Dans sa boutique du centre-ville, vers 11 h du matin, la file des clients s’allonge. Seize personnes travaillent ici, dont 4 apprentis, soit 10 équivalents temps plein.
La boutique est située en plein centre-ville de Nancy. D.PERONNE
« Né dans le pétrin »
L’apprentissage, la formation sont un des autres axes de bataille de notre passionné : « Nous, employeurs, devons évoluer, proposer de meilleurs salaires, des horaires plus souples. Car nous sommes en train de perdre un savoir-faire inestimable.

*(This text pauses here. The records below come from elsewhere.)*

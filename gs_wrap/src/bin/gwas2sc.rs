//! gwas2sc
#![deny(missing_docs)]

use anyhow::{bail, ensure, Context, Result};
use clap::{ArgAction, Parser};
use gs_lib::cell_scores::{label_subpopulations, read_cell_scores, score_file_trait, write_labels};
use gs_lib::gene_set::{
    load_gene_name_map, munge_magma, write_gene_sets, GeneNameMapColumns, GeneSetColumns,
};
use gs_lib::gwas::{munge_gwas, GwasColumns};
use gs_lib::magma::{annotate_variants, gene_analysis, PvalColumns, SampleSize};
use gs_lib::make_reference::MakeReference;
use gs_lib::parameters::Parameters;
use gs_lib::relocate::move_outputs;
use gs_lib::scdrs::{score_cells, ScoreCellsArgs};
use gs_lib::{ProcessRunner, ToolRunner, WorkDirs};
use gs_types::bfile::BFileSet;
use gs_types::constants::{DEFAULT_MERGE_PREFIX, MUNGED_PVAL_COLUMN, MUNGED_SNP_COLUMN};
use gs_types::csv_parser::{ColumnRef, Delimiter};
use gs_types::Ancestry;
use gs_wrap::logging::init_logging;
use gs_wrap::utils::{print_error_chain, set_env_columns, CliPath, TraitInput};
use itertools::Itertools;
use log::info;
use std::path::PathBuf;
use std::process::ExitCode;

const CMD: &str = "gwas2sc";

/// Build trait-associated gene sets from GWAS summary statistics and score
/// single cells against them.
#[derive(Parser, Debug)]
#[clap(name = CMD, version)]
struct Gwas2Sc {
    #[clap(subcommand)]
    subcmd: SubCommand,

    /// Parameters TOML file. Defaults to parameters.toml next to the executable.
    #[clap(long, global = true, value_name = "TOML")]
    params: Option<CliPath>,

    /// Log more detail (-v for debug, -vv for trace).
    #[clap(short, long, global = true, action = ArgAction::Count)]
    verbose: u8,
}

#[derive(Parser, Debug)]
enum SubCommand {
    /// Merge 1000 Genomes bfile sets of the chosen ancestries into one LD reference panel.
    #[clap(name = "make-reference")]
    MakeReference(MakeReferenceArgs),

    /// Reformat GWAS summary statistics into a MAGMA SNP-location and p-value file.
    #[clap(name = "munge-gwas")]
    MungeGwas(MungeGwasArgs),

    /// Map variants to genes with MAGMA.
    #[clap(name = "annotate")]
    Annotate(AnnotateArgs),

    /// Run MAGMA gene analysis of GWAS p-values.
    #[clap(name = "gene-analysis")]
    GeneAnalysis(GeneAnalysisArgs),

    /// Build an scDRS gene-set file from MAGMA gene analysis results.
    #[clap(name = "gene-set")]
    GeneSet(GeneSetArgs),

    /// Score single cells against trait gene sets with scDRS.
    #[clap(name = "score-cells")]
    ScoreCells(ScoreCellsCli),

    /// Split scored cells into high and low scoring subpopulations.
    #[clap(name = "label-cells")]
    LabelCells(LabelCellsArgs),
}

#[derive(Parser, Debug, Clone)]
struct MakeReferenceArgs {
    /// Directory searched recursively for 1000 Genomes .bed/.bim/.fam files.
    #[clap(long, value_name = "PATH")]
    bfile_dir: CliPath,

    /// Ancestries to include (afr, amr, eas, eur, sas), comma separated.
    #[clap(long, value_delimiter = ',', required = true)]
    ancestry: Vec<Ancestry>,

    /// Only merge bfile sets whose path contains one of these substrings.
    #[clap(long, value_delimiter = ',')]
    keep: Vec<String>,

    /// Prefix of the merged bfile set.
    #[clap(long, default_value = DEFAULT_MERGE_PREFIX)]
    prefix: String,

    /// Output directory.
    #[clap(long, value_name = "PATH")]
    output: PathBuf,
}

#[derive(Parser, Debug, Clone)]
struct MungeGwasArgs {
    /// GWAS summary statistics (tab, comma or space delimited; optionally gzipped).
    #[clap(long, value_name = "PATH")]
    gwas: CliPath,

    /// Variant ID column. Inferred from the header when omitted.
    #[clap(long)]
    variant_id: Option<ColumnRef>,
    /// Chromosome column.
    #[clap(long)]
    chr: Option<ColumnRef>,
    /// Base pair position column.
    #[clap(long)]
    bp: Option<ColumnRef>,
    /// p-value column.
    #[clap(long)]
    pval: Option<ColumnRef>,
    /// Effect allele column.
    #[clap(long)]
    effect_allele: Option<ColumnRef>,
    /// Reference allele column.
    #[clap(long)]
    ref_allele: Option<ColumnRef>,
    /// Per-variant sample size column.
    #[clap(long)]
    n: Option<ColumnRef>,

    /// Name of the output file, without extension.
    #[clap(long, default_value = "gwas")]
    name: String,

    /// Output directory.
    #[clap(long, value_name = "PATH")]
    output: PathBuf,
}

#[derive(Parser, Debug, Clone)]
struct AnnotateArgs {
    /// MAGMA gene location file.
    #[clap(long, value_name = "PATH")]
    gene_loc: CliPath,

    /// SNP location file, e.g. the output of munge-gwas.
    #[clap(long, value_name = "PATH")]
    snp_loc: CliPath,

    /// Kilobases upstream of each gene to include. Overrides the parameters file.
    #[clap(long, requires = "window_down")]
    window_up: Option<u32>,

    /// Kilobases downstream of each gene to include. Overrides the parameters file.
    #[clap(long, requires = "window_up")]
    window_down: Option<u32>,

    /// Annotate gene bodies only.
    #[clap(long, conflicts_with_all = ["window_up", "window_down"])]
    no_window: bool,

    /// Prefix of the MAGMA outputs.
    #[clap(long, default_value = "annotation")]
    prefix: String,

    /// Output directory.
    #[clap(long, value_name = "PATH")]
    output: PathBuf,
}

#[derive(Parser, Debug, Clone)]
struct GeneAnalysisArgs {
    /// Prefix of the LD reference bfile set, e.g. the output of make-reference.
    #[clap(long, value_name = "PREFIX")]
    reference: PathBuf,

    /// Gene annotation (.genes.annot) from the annotate step.
    #[clap(long, value_name = "PATH")]
    gene_annot: CliPath,

    /// GWAS p-value file, e.g. the output of munge-gwas.
    #[clap(long, value_name = "PATH")]
    gwas: CliPath,

    /// Variant ID column of the p-value file.
    #[clap(long, default_value = MUNGED_SNP_COLUMN)]
    snp_column: String,

    /// p-value column of the p-value file.
    #[clap(long, default_value = MUNGED_PVAL_COLUMN)]
    pval_column: String,

    /// Total GWAS sample size.
    #[clap(
        long,
        required_unless_present = "sample_size_column",
        conflicts_with = "sample_size_column"
    )]
    sample_size: Option<u64>,

    /// Column of the p-value file holding the per-variant sample size.
    #[clap(long)]
    sample_size_column: Option<String>,

    /// Prefix of the MAGMA outputs.
    #[clap(long, default_value = "gene_analysis")]
    prefix: String,

    /// Output directory.
    #[clap(long, value_name = "PATH")]
    output: PathBuf,
}

#[derive(Parser, Debug, Clone)]
struct GeneSetArgs {
    /// MAGMA .genes.out file for one trait, as TRAIT=PATH. Repeat for each trait.
    #[clap(long = "trait", value_name = "TRAIT=PATH", required = true)]
    traits: Vec<TraitInput>,

    /// Number of top genes per trait. Overrides the parameters file.
    #[clap(long)]
    top_n: Option<usize>,

    /// Table mapping gene IDs to gene names.
    #[clap(long, value_name = "PATH")]
    gene_name_map: Option<CliPath>,

    /// The gene name map has a header line.
    #[clap(long)]
    map_header: bool,

    /// Delimiter of the gene name map (tab, comma, whitespace). Detected when omitted.
    #[clap(long)]
    map_delimiter: Option<Delimiter>,

    /// Gene ID column of the gene name map, by position or header name.
    #[clap(long, default_value = "0")]
    map_id_column: ColumnRef,

    /// Gene name column of the gene name map, by position or header name.
    #[clap(long, default_value = "1")]
    map_name_column: ColumnRef,

    /// Name of the gene set file, without extension.
    #[clap(long, default_value = "traits")]
    name: String,

    /// Output directory.
    #[clap(long, value_name = "PATH")]
    output: PathBuf,
}

#[derive(Parser, Debug, Clone)]
struct ScoreCellsCli {
    /// Single-cell expression data in .h5ad format.
    #[clap(long, value_name = "PATH")]
    h5ad: CliPath,

    /// Gene set file, e.g. the output of gene-set.
    #[clap(long, value_name = "PATH")]
    gs_file: CliPath,

    /// Covariates to regress out of the expression data.
    #[clap(long, value_name = "PATH")]
    cov_file: Option<CliPath>,

    /// Number of control gene sets. Overrides the parameters file.
    #[clap(long)]
    n_ctrl: Option<usize>,

    /// Species of the single-cell data. Overrides the parameters file.
    #[clap(long)]
    h5ad_species: Option<String>,

    /// Output directory.
    #[clap(long, value_name = "PATH")]
    output: PathBuf,
}

#[derive(Parser, Debug, Clone)]
struct LabelCellsArgs {
    /// scDRS per-cell score file (.score.gz).
    #[clap(long, value_name = "PATH")]
    scores: CliPath,

    /// Percentage of cells labelled high. Overrides the parameters file.
    #[clap(long)]
    split_pct: Option<f64>,

    /// Output directory.
    #[clap(long, value_name = "PATH")]
    output: PathBuf,
}

fn make_reference(
    args: MakeReferenceArgs,
    params: &Parameters,
    runner: &dyn ToolRunner,
) -> Result<()> {
    let dirs = WorkDirs::setup(&args.output)?;
    let step = MakeReference {
        bfile_dir: args.bfile_dir.into(),
        ancestries: args.ancestry,
        keep: args.keep,
        output_prefix: args.prefix,
    };
    let panel = step
        .run(&dirs, runner, &params.tools.plink)
        .context("Failed to build the LD reference panel")?;
    info!("Reference panel written to {}", panel.prefix.display());
    Ok(())
}

fn munge(args: MungeGwasArgs) -> Result<()> {
    let dirs = WorkDirs::setup(&args.output)?;
    let columns = GwasColumns {
        variant_id: args.variant_id,
        chr: args.chr,
        bp: args.bp,
        pval: args.pval,
        effect_allele: args.effect_allele,
        ref_allele: args.ref_allele,
        n: args.n,
    };
    let munged = dirs.work_path(&format!("{}.munged.tsv", args.name));
    munge_gwas(&args.gwas, &columns, &munged)?;
    move_outputs(&dirs.output_dir, &[munged])?;
    Ok(())
}

fn annotate(args: AnnotateArgs, params: &Parameters, runner: &dyn ToolRunner) -> Result<()> {
    let dirs = WorkDirs::setup(&args.output)?;
    let window = if args.no_window {
        None
    } else {
        args.window_up
            .zip(args.window_down)
            .or(params.annotation.window())
    };
    let outputs = annotate_variants(
        runner,
        &params.tools.magma,
        &args.gene_loc,
        &args.snp_loc,
        &dirs.work_path(&args.prefix),
        window,
    )?;
    move_outputs(&dirs.output_dir, &outputs.paths())?;
    Ok(())
}

fn analyze_genes(
    args: GeneAnalysisArgs,
    params: &Parameters,
    runner: &dyn ToolRunner,
) -> Result<()> {
    let reference = BFileSet::from_prefix(&args.reference, None);
    if let Some(missing) = reference.first_missing() {
        bail!(
            "The reference panel {} has no .{missing} file",
            args.reference.display()
        );
    }
    let sample_size = match (args.sample_size, args.sample_size_column) {
        (Some(n), None) => SampleSize::Total(n),
        (None, Some(col)) => SampleSize::Column(col),
        // clap enforces exactly one of the two
        _ => unreachable!(),
    };

    let dirs = WorkDirs::setup(&args.output)?;
    let outputs = gene_analysis(
        runner,
        &params.tools.magma,
        &reference,
        &args.gene_annot,
        &args.gwas,
        &PvalColumns {
            variant_id: args.snp_column,
            pval: args.pval_column,
        },
        &sample_size,
        &dirs.work_path(&args.prefix),
    )?;
    move_outputs(&dirs.output_dir, &outputs.paths())?;
    Ok(())
}

fn build_gene_sets(args: GeneSetArgs, params: &Parameters) -> Result<()> {
    let top_n = args.top_n.unwrap_or(params.gene_set.top_n);
    ensure!(top_n > 0, "--top-n must be at least 1");
    let name_map = args
        .gene_name_map
        .as_ref()
        .map(|path| {
            load_gene_name_map(
                path,
                &GeneNameMapColumns {
                    header: args.map_header,
                    delimiter: args.map_delimiter,
                    id_column: args.map_id_column.clone(),
                    name_column: args.map_name_column.clone(),
                },
            )
        })
        .transpose()?;

    let dirs = WorkDirs::setup(&args.output)?;
    let sets: Vec<_> = args
        .traits
        .iter()
        .map(|t| {
            munge_magma(
                &t.path,
                &t.trait_name,
                top_n,
                &GeneSetColumns::default(),
                name_map.as_ref(),
            )
        })
        .try_collect()?;
    let gs_file = dirs.work_path(&format!("{}.gs", args.name));
    write_gene_sets(&gs_file, &sets)?;
    move_outputs(&dirs.output_dir, &[gs_file])?;
    Ok(())
}

fn score(args: ScoreCellsCli, params: &Parameters, runner: &dyn ToolRunner) -> Result<()> {
    let dirs = WorkDirs::setup(&args.output)?;
    let scoring = &params.scoring;
    let score_args = ScoreCellsArgs {
        h5ad_file: args.h5ad.into(),
        h5ad_species: args.h5ad_species.unwrap_or_else(|| scoring.h5ad_species.clone()),
        gs_file: args.gs_file.into(),
        gs_species: scoring.gs_species.clone(),
        cov_file: args.cov_file.map(PathBuf::from),
        n_ctrl: args.n_ctrl.unwrap_or(scoring.n_ctrl),
        flag_filter_data: scoring.flag_filter_data,
        flag_raw_count: scoring.flag_raw_count,
    };
    ensure!(score_args.n_ctrl > 0, "--n-ctrl must be at least 1");
    let scores = score_cells(runner, &params.tools.scdrs, &score_args, &dirs.work_path("scores"))?;
    let files = scores
        .iter()
        .flat_map(|s| [s.score.clone(), s.full_score.clone()])
        .collect::<Vec<_>>();
    move_outputs(&dirs.output_dir, &files)?;
    Ok(())
}

fn label(args: LabelCellsArgs, params: &Parameters) -> Result<()> {
    let split_pct = args.split_pct.unwrap_or(params.labeling.split_pct);
    let scores = read_cell_scores(&args.scores)?;
    let labels = label_subpopulations(&scores, split_pct)?;

    let dirs = WorkDirs::setup(&args.output)?;
    let out = dirs.work_path(&format!("{}.labels.tsv", score_file_trait(&args.scores)));
    write_labels(&out, &scores, &labels)?;
    move_outputs(&dirs.output_dir, &[out])?;
    Ok(())
}

fn inner_main() -> Result<ExitCode> {
    set_env_columns();
    let opts = Gwas2Sc::parse();
    init_logging(opts.verbose);
    let params = Parameters::load(opts.params.as_deref())?;
    let runner = ProcessRunner;

    match opts.subcmd {
        SubCommand::MakeReference(args) => make_reference(args, &params, &runner)?,
        SubCommand::MungeGwas(args) => munge(args)?,
        SubCommand::Annotate(args) => annotate(args, &params, &runner)?,
        SubCommand::GeneAnalysis(args) => analyze_genes(args, &params, &runner)?,
        SubCommand::GeneSet(args) => build_gene_sets(args, &params)?,
        SubCommand::ScoreCells(args) => score(args, &params, &runner)?,
        SubCommand::LabelCells(args) => label(args, &params)?,
    }
    Ok(ExitCode::SUCCESS)
}

fn main() -> ExitCode {
    match inner_main() {
        Ok(exit_code) => exit_code,
        Err(err) => {
            print_error_chain(&err);
            ExitCode::FAILURE
        }
    }
}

Les gens de ma génération — Fabrice a 56 ans — vont partir en retraite sans transmettre tout ce qui fait la richesse de notre métier. » Lui-même aime à dire qu’il est « né dans le pétrin ». Son père, d’origine polonaise, était boulanger en Moselle. Après avoir passé son CAP, Fabrice a « bourlingué », travaillant dans l’hôtellerie, chez des chefs étoilés. En Suisse, il rencontre Isabelle, alors maître-d’hôtel, qui deviendra son épouse. En 1993, ils ouvrent tous les deux cette boutique à Nancy, formant un tandem efficace. « Nous aurions pu ouvrir d’autres magasins, comme le font certains, souligne Fabrice, mais à quoi bon. Notre chiffre d’affaires a été multiplié par dix en 25 ans. Nous avons toujours privilégié la qualité et non la quantité. » L’an passé, il a décroché le prix de la meilleure brioche régionale à l’occasion du championnat de France, avec un kouglof revisité.
Le panneau sur le trottoir fait la promotion de la spécialité de Fabrice, le gâteau lorrain, dont il a lui-même élaboré la recette. D.PERONNE
(1) Union des entreprises de proximité.